Village Lawyer

For Eschewing of Trouble and Exorbitant Expense: Arbitration in the Early Modern British Isles

Margo Todd

The history of binding arbitration in British customary law is very long, and in scope, very broad. In Scotland and in England, in settings both urban and rural, commercial and ecclesiastical, and across a broad range of social estates, from craftsmen to lords, alewives to merchant princes, it had by the sixteenth and seventeenth centuries become the default mechanism to avoid costly litigation, and to resolve disputes likely otherwise to end in bloodshed. It was often a device to avoid the courts, since litigation was always expensive and time-consuming; however, in a great number of cases it occurred in cooperation with legal processes. Frequent referral by the courts, and the regularity with which judges and other court officials themselves served as arbitrators, demonstrates that arbitration was by no means consistently extra-judicial, and that the strangely lingering myth of judicial hostility towards it is in dire need of quashing.
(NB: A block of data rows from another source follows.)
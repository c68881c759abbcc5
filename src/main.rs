//! Terminal driver for the rust-2048 engine.
//!
//! Reads moves from stdin (`w/a/s/d` or `up/left/down/right`, `r` to
//! restart, `q` to quit) and draws the board after every move. The
//! slide animation is instantaneous, so each move completes as soon as
//! it starts.
//!
//! # Running
//!
//! ```sh
//! RUST_LOG=debug cargo run --release -- --width 4 --height 4 --seed 7
//! ```

use std::io::{self, BufRead, Write};
use std::path::PathBuf;
use std::time::{Duration, SystemTime, UNIX_EPOCH};

use anyhow::{Context, Result};
use clap::Parser;

use rust_2048::core::{Direction, LevelConfig, LoseRule};
use rust_2048::grid::Board;
use rust_2048::machine::{Game, GameState, InputOutcome, Presenter};
use rust_2048::moves::MovePlan;
use rust_2048::tiles::{Tile, TileType};

#[derive(Parser)]
#[command(version, about = "Play a 2048-style sliding-merge puzzle in the terminal.")]
struct Cli {
    /// Level configuration file (TOML).
    #[arg(long, value_name = "PATH")]
    config: Option<PathBuf>,

    /// Grid width, overriding the configuration.
    #[arg(long)]
    width: Option<u32>,

    /// Grid height, overriding the configuration.
    #[arg(long)]
    height: Option<u32>,

    /// Winning tile value, overriding the configuration.
    #[arg(long)]
    win: Option<u32>,

    /// RNG seed; defaults to the current time.
    #[arg(long)]
    seed: Option<u64>,

    /// Lose rule: `last-free-cell` or `board-locked`.
    #[arg(long, value_name = "RULE")]
    lose_rule: Option<LoseRule>,
}

impl Cli {
    fn level_config(&self) -> Result<LevelConfig> {
        let mut config = match &self.config {
            Some(path) => LevelConfig::load(path)
                .with_context(|| format!("loading {}", path.display()))?,
            None => LevelConfig::default(),
        };
        if self.width.is_some() || self.height.is_some() {
            let width = self.width.unwrap_or(config.width);
            let height = self.height.unwrap_or(config.height);
            config = config.with_size(width, height);
        }
        if let Some(win) = self.win {
            config = config.with_win_condition(win);
        }
        if let Some(rule) = self.lose_rule {
            config = config.with_lose_rule(rule);
        }
        config.validate().context("invalid level configuration")?;
        Ok(config)
    }
}

/// Prints move summaries and end-of-level banners.
#[derive(Default)]
struct TerminalPresenter {
    merges: usize,
    created: usize,
}

impl Presenter for TerminalPresenter {
    fn tile_created(&mut self, _tile: &Tile, _tile_type: &TileType) {
        self.created += 1;
    }

    fn animate_move(&mut self, plan: &MovePlan, _travel_time: Duration) {
        self.merges += plan.merges.len();
        if plan.is_noop() {
            println!("({} changes nothing)", plan.direction);
        }
    }

    fn state_changed(&mut self, _from: GameState, to: GameState) {
        match to {
            GameState::Win => println!("*** You win! ***"),
            GameState::Lose => println!("*** No room left. Game over. ***"),
            _ => {}
        }
    }
}

fn render(board: &Board) -> String {
    let cell_width = board
        .max_value()
        .map_or(1, |value| value.to_string().len())
        .max(4);
    let border = format!(
        "+{}",
        format!("{}+", "-".repeat(cell_width + 2)).repeat(board.width() as usize)
    );

    let mut out = String::new();
    out.push_str(&border);
    out.push('\n');
    for row in board.to_rows() {
        out.push('|');
        for value in row {
            let label = if value == 0 { ".".to_string() } else { value.to_string() };
            out.push_str(&format!(" {label:>cell_width$} |"));
        }
        out.push('\n');
        out.push_str(&border);
        out.push('\n');
    }
    out
}

enum Command {
    Move(Direction),
    Restart,
    Quit,
}

fn parse_command(line: &str) -> Option<Command> {
    match line.trim().to_ascii_lowercase().as_str() {
        "q" | "quit" => Some(Command::Quit),
        "r" | "restart" => Some(Command::Restart),
        other => other.parse().ok().map(Command::Move),
    }
}

fn main() -> Result<()> {
    env_logger::Builder::from_env(env_logger::Env::default().default_filter_or("warn")).init();

    let cli = Cli::parse();
    let config = cli.level_config()?;
    let seed = match cli.seed {
        Some(seed) => seed,
        None => SystemTime::now()
            .duration_since(UNIX_EPOCH)
            .context("system clock before epoch")?
            .as_secs(),
    };
    log::info!(
        "starting {}x{} level, win at {}, seed {}",
        config.width,
        config.height,
        config.win_condition,
        seed
    );

    let mut game = Game::seeded(config, seed)?;
    let mut presenter = TerminalPresenter::default();
    game.start(&mut presenter)?;
    print!("{}", render(game.board()));

    let stdin = io::stdin();
    let mut lines = stdin.lock().lines();
    loop {
        print!("move (w/a/s/d, r, q)> ");
        io::stdout().flush()?;
        let Some(line) = lines.next().transpose()? else {
            break;
        };

        match parse_command(&line) {
            Some(Command::Quit) => break,
            Some(Command::Restart) => {
                game.restart(&mut presenter)?;
            }
            Some(Command::Move(direction)) => {
                if let InputOutcome::Started(_) = game.handle_input(direction, &mut presenter)? {
                    game.complete_move(&mut presenter)?;
                } else {
                    println!("level is over; press r to restart or q to quit");
                    continue;
                }
            }
            None => {
                println!("unknown command '{}'", line.trim());
                continue;
            }
        }
        print!("{}", render(game.board()));
        if game.state() == GameState::WaitingInput && !game.board().has_available_move() {
            println!("no move can change the board");
        }
    }

    println!(
        "{} rounds, {} merges, {} tiles created",
        game.round(),
        presenter.merges,
        presenter.created
    );
    Ok(())
}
It could operate independently, but it also found a place in all of the overlapping legal systems that competed for jurisdiction in the British Isles. While its referral from equity and common law courts, especially those at the highest levels, has received scholarly attention, the evidence of recent research demonstrates its regular use also at quite local levels and its very frequent referral by ecclesiastical, merchant, borough, and guild courts. In nearly all such cases, both of the elements in this essay’s title – “trouble” and “expense” – played a role. Arbitration was ubiquitous because it had distinctive advantages over litigation in efficiently achieving its larger goal – making peace at a time when the general violence level was very high in England, and when feud still persisted in Scotland.